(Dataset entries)
◆ ◆ ◆

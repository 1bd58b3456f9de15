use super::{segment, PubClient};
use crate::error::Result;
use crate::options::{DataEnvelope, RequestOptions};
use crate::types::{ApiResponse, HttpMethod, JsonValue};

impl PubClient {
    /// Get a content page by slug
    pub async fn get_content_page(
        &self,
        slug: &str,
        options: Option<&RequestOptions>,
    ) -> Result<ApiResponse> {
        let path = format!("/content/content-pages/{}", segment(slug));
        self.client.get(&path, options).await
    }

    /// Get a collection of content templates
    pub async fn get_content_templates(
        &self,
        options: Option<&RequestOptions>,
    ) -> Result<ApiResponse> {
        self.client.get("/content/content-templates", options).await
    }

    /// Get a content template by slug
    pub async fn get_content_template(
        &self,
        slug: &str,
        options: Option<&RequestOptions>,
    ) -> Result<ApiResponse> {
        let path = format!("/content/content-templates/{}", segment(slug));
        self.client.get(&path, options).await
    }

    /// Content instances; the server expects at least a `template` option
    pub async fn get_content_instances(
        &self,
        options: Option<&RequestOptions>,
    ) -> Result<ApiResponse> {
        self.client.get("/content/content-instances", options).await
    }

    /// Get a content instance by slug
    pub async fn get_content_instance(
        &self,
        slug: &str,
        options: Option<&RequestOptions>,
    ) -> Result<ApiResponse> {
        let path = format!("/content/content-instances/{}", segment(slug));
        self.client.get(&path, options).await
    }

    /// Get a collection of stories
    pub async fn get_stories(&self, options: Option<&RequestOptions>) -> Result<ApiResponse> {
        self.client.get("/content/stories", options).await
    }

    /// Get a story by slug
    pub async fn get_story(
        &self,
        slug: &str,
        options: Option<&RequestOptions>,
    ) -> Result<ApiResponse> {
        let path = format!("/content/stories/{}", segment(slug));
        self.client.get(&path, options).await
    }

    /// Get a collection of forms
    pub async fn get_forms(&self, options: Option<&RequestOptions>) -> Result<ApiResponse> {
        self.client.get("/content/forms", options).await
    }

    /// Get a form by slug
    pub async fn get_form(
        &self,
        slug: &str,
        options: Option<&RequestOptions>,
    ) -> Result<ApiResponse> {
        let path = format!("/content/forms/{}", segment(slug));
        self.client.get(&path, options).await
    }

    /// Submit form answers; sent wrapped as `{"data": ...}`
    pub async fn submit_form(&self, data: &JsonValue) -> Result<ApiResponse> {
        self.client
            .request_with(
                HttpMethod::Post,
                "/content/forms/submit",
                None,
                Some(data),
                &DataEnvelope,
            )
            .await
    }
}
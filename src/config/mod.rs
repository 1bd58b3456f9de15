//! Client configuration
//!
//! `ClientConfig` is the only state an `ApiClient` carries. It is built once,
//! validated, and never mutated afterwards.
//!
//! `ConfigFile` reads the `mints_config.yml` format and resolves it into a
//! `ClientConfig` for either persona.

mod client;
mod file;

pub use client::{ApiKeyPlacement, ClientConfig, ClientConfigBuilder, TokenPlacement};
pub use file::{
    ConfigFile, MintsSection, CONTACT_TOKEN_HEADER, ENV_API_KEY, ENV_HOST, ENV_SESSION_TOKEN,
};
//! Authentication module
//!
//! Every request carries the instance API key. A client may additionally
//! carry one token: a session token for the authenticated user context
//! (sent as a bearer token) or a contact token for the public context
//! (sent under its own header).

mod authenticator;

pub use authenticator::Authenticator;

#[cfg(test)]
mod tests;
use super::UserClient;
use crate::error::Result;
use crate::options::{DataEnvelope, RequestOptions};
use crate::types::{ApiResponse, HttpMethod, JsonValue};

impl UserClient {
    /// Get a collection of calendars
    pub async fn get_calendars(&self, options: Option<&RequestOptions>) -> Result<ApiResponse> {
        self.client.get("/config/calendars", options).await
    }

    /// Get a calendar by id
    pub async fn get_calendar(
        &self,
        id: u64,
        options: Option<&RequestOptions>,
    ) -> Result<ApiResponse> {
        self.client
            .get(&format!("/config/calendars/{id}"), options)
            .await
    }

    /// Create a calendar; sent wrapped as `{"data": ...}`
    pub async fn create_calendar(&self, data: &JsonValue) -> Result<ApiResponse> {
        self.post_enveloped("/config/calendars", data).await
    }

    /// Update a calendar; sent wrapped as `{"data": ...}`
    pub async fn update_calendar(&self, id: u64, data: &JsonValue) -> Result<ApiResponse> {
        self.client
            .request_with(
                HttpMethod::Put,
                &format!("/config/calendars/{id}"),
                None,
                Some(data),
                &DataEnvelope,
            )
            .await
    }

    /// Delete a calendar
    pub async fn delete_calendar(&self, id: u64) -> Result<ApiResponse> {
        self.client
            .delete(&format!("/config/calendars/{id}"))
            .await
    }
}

◆ ◆ ◆

TASK DETAILS
All of the entries above should be written out verbatim.

RESPONSE TO THIS EXERCISE
repository 1bd58b3456f9de15
use super::{segment, PubClient};
use crate::error::Result;
use crate::options::{DataEnvelope, RequestOptions};
use crate::types::{ApiResponse, HttpMethod, JsonValue};

impl PubClient {
    /// Get a content page by slug
    pub async fn get_content_page(
        &self,
        slug: &str,
        options: Option<&RequestOptions>,
    ) -> Result<ApiResponse> {
        let path = format!("/content/content-pages/{}", segment(slug));
        self.client.get(&path, options).await
    }

    /// Get a collection of content templates
    pub async fn get_content_templates(
        &self,
        options: Option<&RequestOptions>,
    ) -> Result<ApiResponse> {
        self.client.get("/content/content-templates", options).await
    }

    /// Get a content template by slug
    pub async fn get_content_template(
        &self,
        slug: &str,
        options: Option<&RequestOptions>,
    ) -> Result<ApiResponse> {
        let path = format!("/content/content-templates/{}", segment(slug));
        self.client.get(&path, options).await
    }

    /// Content instances; the server expects at least a `template` option
    pub async fn get_content_instances(
        &self,
        options: Option<&RequestOptions>,
    ) -> Result<ApiResponse> {
        self.client.get("/content/content-instances", options).await
    }

    /// Get a content instance by slug
    pub async fn get_content_instance(
        &self,
        slug: &str,
        options: Option<&RequestOptions>,
    ) -> Result<ApiResponse> {
        let path = format!("/content/content-instances/{}", segment(slug));
        self.client.get(&path, options).await
    }

    /// Get a collection of stories
    pub async fn get_stories(&self, options: Option<&RequestOptions>) -> Result<ApiResponse> {
        self.client.get("/content/stories", options).await
    }

    /// Get a story by slug
    pub async fn get_story(
        &self,
        slug: &str,
        options: Option<&RequestOptions>,
    ) -> Result<ApiResponse> {
        let path = format!("/content/stories/{}", segment(slug));
        self.client.get(&path, options).await
    }

    /// Get a collection of forms
    pub async fn get_forms(&self, options: Option<&RequestOptions>) -> Result<ApiResponse> {
        self.client.get("/content/forms", options).await
    }

    /// Get a form by slug
    pub async fn get_form(
        &self,
        slug: &str,
        options: Option<&RequestOptions>,
    ) -> Result<ApiResponse> {
        let path = format!("/content/forms/{}", segment(slug));
        self.client.get(&path, options).await
    }

    /// Submit form answers; sent wrapped as `{"data": ...}`
    pub async fn submit_form(&self, data: &JsonValue) -> Result<ApiResponse> {
        self.client
            .request_with(
                HttpMethod::Post,
                "/content/forms/submit",
                None,
                Some(data),
                &DataEnvelope,
            )
            .await
    }
}
filename src/config/mod.rs
repository 1bd58b3456f9de15
//! Client configuration
//!
//! `ClientConfig` is the only state an `ApiClient` carries. It is built once,
//! validated, and never mutated afterwards.
//!
//! `ConfigFile` reads the `mints_config.yml` format and resolves it into a
//! `ClientConfig` for either persona.

mod client;
mod file;

pub use client::{ApiKeyPlacement, ClientConfig, ClientConfigBuilder, TokenPlacement};
pub use file::{
    ConfigFile, MintsSection, CONTACT_TOKEN_HEADER, ENV_API_KEY, ENV_HOST, ENV_SESSION_TOKEN,
};
//! Authentication module
//!
//! Every request carries the instance API key. A client may additionally
//! carry one token: a session token for the authenticated user context
//! (sent as a bearer token) or a contact token for the public context
//! (sent under its own header).

mod authenticator;

pub use authenticator::Authenticator;

#[cfg(test)]
mod tests;
use super::UserClient;
use crate::error::Result;
use crate::options::{DataEnvelope, RequestOptions};
use crate::types::{ApiResponse, HttpMethod, JsonValue};

impl UserClient {
    /// Get a collection of calendars
    pub async fn get_calendars(&self, options: Option<&RequestOptions>) -> Result<ApiResponse> {
        self.client.get("/config/calendars", options).await
    }

    /// Get a calendar by id
    pub async fn get_calendar(
        &self,
        id: u64,
        options: Option<&RequestOptions>,
    ) -> Result<ApiResponse> {
        self.client
            .get(&format!("/config/calendars/{id}"), options)
            .await
    }

    /// Create a calendar; sent wrapped as `{"data": ...}`
    pub async fn create_calendar(&self, data: &JsonValue) -> Result<ApiResponse> {
        self.post_enveloped("/config/calendars", data).await
    }

    /// Update a calendar; sent wrapped as `{"data": ...}`
    pub async fn update_calendar(&self, id: u64, data: &JsonValue) -> Result<ApiResponse> {
        self.client
            .request_with(
                HttpMethod::Put,
                &format!("/config/calendars/{id}"),
                None,
                Some(data),
                &DataEnvelope,
            )
            .await
    }

    /// Delete a calendar
    pub async fn delete_calendar(&self, id: u64) -> Result<ApiResponse> {
        self.client
            .delete(&format!("/config/calendars/{id}"))
            .await
    }
}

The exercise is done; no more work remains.